Directions for this task: Reproduce the whole listing below exactly.

Data:

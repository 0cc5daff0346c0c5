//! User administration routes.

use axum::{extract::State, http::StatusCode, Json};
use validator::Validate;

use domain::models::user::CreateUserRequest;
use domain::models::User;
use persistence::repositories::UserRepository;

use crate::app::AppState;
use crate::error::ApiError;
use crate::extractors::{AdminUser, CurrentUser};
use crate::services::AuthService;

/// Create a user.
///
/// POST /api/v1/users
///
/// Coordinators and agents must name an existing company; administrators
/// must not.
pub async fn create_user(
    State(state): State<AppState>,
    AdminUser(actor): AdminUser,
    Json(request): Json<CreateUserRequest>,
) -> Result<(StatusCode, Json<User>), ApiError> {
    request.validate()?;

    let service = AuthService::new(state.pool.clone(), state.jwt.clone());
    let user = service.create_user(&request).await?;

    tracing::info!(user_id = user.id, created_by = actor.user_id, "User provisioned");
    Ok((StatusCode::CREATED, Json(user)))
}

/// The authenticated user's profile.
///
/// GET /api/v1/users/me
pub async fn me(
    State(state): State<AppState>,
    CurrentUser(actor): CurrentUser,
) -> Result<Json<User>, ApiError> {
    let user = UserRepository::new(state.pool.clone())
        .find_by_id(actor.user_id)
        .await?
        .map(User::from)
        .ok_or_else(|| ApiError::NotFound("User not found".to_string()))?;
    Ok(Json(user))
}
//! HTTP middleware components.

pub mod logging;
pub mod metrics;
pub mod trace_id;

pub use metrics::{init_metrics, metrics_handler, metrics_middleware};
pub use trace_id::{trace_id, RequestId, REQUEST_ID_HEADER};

Response below:
repository 0cc5daff0346c0c5
//! User administration routes.

use axum::{extract::State, http::StatusCode, Json};
use validator::Validate;

use domain::models::user::CreateUserRequest;
use domain::models::User;
use persistence::repositories::UserRepository;

use crate::app::AppState;
use crate::error::ApiError;
use crate::extractors::{AdminUser, CurrentUser};
use crate::services::AuthService;

/// Create a user.
///
/// POST /api/v1/users
///
/// Coordinators and agents must name an existing company; administrators
/// must not.
pub async fn create_user(
    State(state): State<AppState>,
    AdminUser(actor): AdminUser,
    Json(request): Json<CreateUserRequest>,
) -> Result<(StatusCode, Json<User>), ApiError> {
    request.validate()?;

    let service = AuthService::new(state.pool.clone(), state.jwt.clone());
    let user = service.create_user(&request).await?;

    tracing::info!(user_id = user.id, created_by = actor.user_id, "User provisioned");
    Ok((StatusCode::CREATED, Json(user)))
}

/// The authenticated user's profile.
///
/// GET /api/v1/users/me
pub async fn me(
    State(state): State<AppState>,
    CurrentUser(actor): CurrentUser,
) -> Result<Json<User>, ApiError> {
    let user = UserRepository::new(state.pool.clone())
        .find_by_id(actor.user_id)
        .await?
        .map(User::from)
        .ok_or_else(|| ApiError::NotFound("User not found".to_string()))?;
    Ok(Json(user))
}
//! HTTP middleware components.

pub mod logging;
pub mod metrics;
pub mod trace_id;

pub use metrics::{init_metrics, metrics_handler, metrics_middleware};
pub use trace_id::{trace_id, RequestId, REQUEST_ID_HEADER};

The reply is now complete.